Louis Fratino malt gerne anerotisierte Männerakte und Liebespaare, in gebrochenen Farben und einem semi-kubistischen Stil, den ich inzwischen aber dann doch manchmal als zu dekorativ abtue. Vielleicht habe ich aber auch einfach nur sein Gemälde Couple at Dusk, das in Edwins Schlafzimmer rechts oben neben dem Bett hängt, zu oft gesehen. Im Morgenlicht, im Sommerlicht, bei Kunstlicht, mit gemachtem und ungemachtem Bett. Überall in Edwins Haus hängt schöne Kunst, akribisch auf Instafotos dokumentiert und gehashtaggt, mit Künstlernamen, Titel, Jahr und Maßangaben in Inches und Zentimetern versehen. Ich glaube, als nicht zurückgeliebtes, möglicherweise leicht neidisches Follower-Schaf möchte ich nicht weiter an dieser sammlungswertsteigernden Maßnahme teilnehmen.
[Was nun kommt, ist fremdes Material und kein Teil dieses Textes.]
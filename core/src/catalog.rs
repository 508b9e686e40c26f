use std::collections::HashSet;
use std::path::Path;

use anyhow::{Context, Result, bail};

use crate::models::{Recipe, normalize_ingredient, validate_recipe};

/// The read-only set of recipes known for the lifetime of the process.
#[derive(Debug, Clone)]
pub struct Catalog {
    recipes: Vec<Recipe>,
}

impl Catalog {
    /// Build a catalog, normalizing ingredients and rejecting duplicate or invalid ids.
    pub fn new(recipes: Vec<Recipe>) -> Result<Self> {
        let mut seen = HashSet::with_capacity(recipes.len());
        let mut normalized = Vec::with_capacity(recipes.len());
        for mut recipe in recipes {
            validate_recipe(&recipe)?;
            if !seen.insert(recipe.id) {
                bail!("Duplicate recipe id {} in catalog", recipe.id);
            }
            recipe.ingredients = recipe
                .ingredients
                .iter()
                .map(|i| normalize_ingredient(i))
                .collect();
            normalized.push(recipe);
        }
        Ok(Self {
            recipes: normalized,
        })
    }

    pub fn from_json_str(json: &str) -> Result<Self> {
        let recipes: Vec<Recipe> =
            serde_json::from_str(json).context("Catalog must be a JSON array of recipes")?;
        Self::new(recipes)
    }

    pub fn load_file(path: &Path) -> Result<Self> {
        let json = std::fs::read_to_string(path)
            .with_context(|| format!("Failed to read catalog: {}", path.display()))?;
        Self::from_json_str(&json)
            .with_context(|| format!("Invalid catalog file: {}", path.display()))
    }

    /// The recipes shipped with pantry.
    #[must_use]
    pub fn builtin() -> Self {
        Self {
            recipes: builtin_recipes(),
        }
    }

    #[must_use]
    pub fn recipes(&self) -> &[Recipe] {
        &self.recipes
    }

    #[must_use]
    pub fn get(&self, id: i64) -> Option<&Recipe> {
        self.recipes.iter().find(|r| r.id == id)
    }

    #[must_use]
    pub fn contains(&self, id: i64) -> bool {
        self.get(id).is_some()
    }

    #[must_use]
    pub fn len(&self) -> usize {
        self.recipes.len()
    }

    #[must_use]
    pub fn is_empty(&self) -> bool {
        self.recipes.is_empty()
    }
}

impl Default for Catalog {
    fn default() -> Self {
        Self::builtin()
    }
}

fn recipe(id: i64, name: &str, ingredients: &[&str], description: &str, image: &str) -> Recipe {
    Recipe {
        id,
        name: name.to_string(),
        ingredients: ingredients.iter().map(|i| (*i).to_string()).collect(),
        description: description.to_string(),
        image: image.to_string(),
    }
}

fn builtin_recipes() -> Vec<Recipe> {
    vec![
        recipe(
            1,
            "Margherita Pizza",
            &["tomato", "mozzarella", "basil"],
            "A classic Italian pizza with fresh ingredients.",
            "marg_pizza.jpeg?height=200&width=300",
        ),
        recipe(
            2,
            "Caprese Salad",
            &["tomato", "mozzarella", "basil", "olive oil"],
            "A simple and delicious salad from Capri.",
            "/caprese_salad.jpeg?height=200&width=300",
        ),
        recipe(
            3,
            "Grilled Cheese Sandwich",
            &["bread", "cheese", "butter"],
            "A comforting classic sandwich.",
            "/cheese.jpeg?height=200&width=300",
        ),
        recipe(
            4,
            "Tomato Soup",
            &["tomato", "onion", "garlic", "cream"],
            "A warm and creamy soup perfect for any day.",
            "/tomato.jpeg?height=200&width=300",
        ),
        recipe(
            5,
            "Vegetable Stir Fry",
            &["broccoli", "carrot", "bell pepper", "soy sauce", "garlic"],
            "A quick and healthy vegetable stir fry with Asian flavors.",
            "/stir.jpeg?height=200&width=300",
        ),
        recipe(
            6,
            "Chocolate Chip Cookies",
            &["flour", "butter", "sugar", "chocolate chips", "eggs"],
            "Classic homemade chocolate chip cookies, soft and chewy.",
            "/choco_cookie.jpeg?height=200&width=300",
        ),
        recipe(
            7,
            "Greek Salad",
            &["cucumber", "tomato", "red onion", "feta cheese", "olives"],
            "A refreshing Mediterranean salad with tangy feta cheese.",
            "/greek_salad.jpeg?height=200&width=300",
        ),
        recipe(
            8,
            "Mushroom Risotto",
            &["rice", "mushrooms", "onion", "garlic", "parmesan"],
            "Creamy Italian rice dish with savory mushrooms and parmesan.",
            "/mush.jpeg?height=200&width=300",
        ),
        recipe(
            9,
            "Avocado Toast",
            &["bread", "avocado", "lemon juice", "salt", "red pepper flakes"],
            "A trendy and nutritious breakfast or snack with creamy avocado on toasted bread.",
            "/avo.jpeg?height=200&width=300",
        ),
    ]
}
Im Zuge einer neuartigen Belle-Époque-Begeisterung machte mich dafür der unoriginelle Hashtag #1900 mit Kjelds Instagram-Account bekannt, auf dem er seine Sammlung historischer Fotografien präsentiert, vor allem Porträts und Familienbilder aus dem späten 19. Jahrhundert, die ihm befreundete Händler wohl kartonweise zukommen lassen. Nach eigenem Bekunden hat er ein besonderes Faible für «portraits of elderly women», was dann regelmäßig in den Kommentaren zu von Kjeld ignorierten Schlaumeierdebatten der Marke «she’s not elderly at all, maybe only 40!» führt. Mir gefällt besonders die unglamouröse Normalität der meistens in der Provinz entstandenen Aufnahmen. Zu sehen sind also selten in enge Korsettkleider geschnürte Upper-Class-Beauties aus Paris oder Brüssel, sondern vielmehr normalgesichtige und -gewichtige Bürgersfrauen in ihren schon in die Jahre gekommenen Sonntagskleidern. Kjeld sammelt aber auch «hair pieces» des 19. Jahrhunderts, unter Glas gepresste und gerahmte Haarbüschel und Locken von Kindern, ehemaligen Geliebten oder frühzeitig Verstorbenen. Finde ich nicht nur wegen des Reliquiencharakters irgendwie fies, muss mich wohl bald wieder von ihm trennen.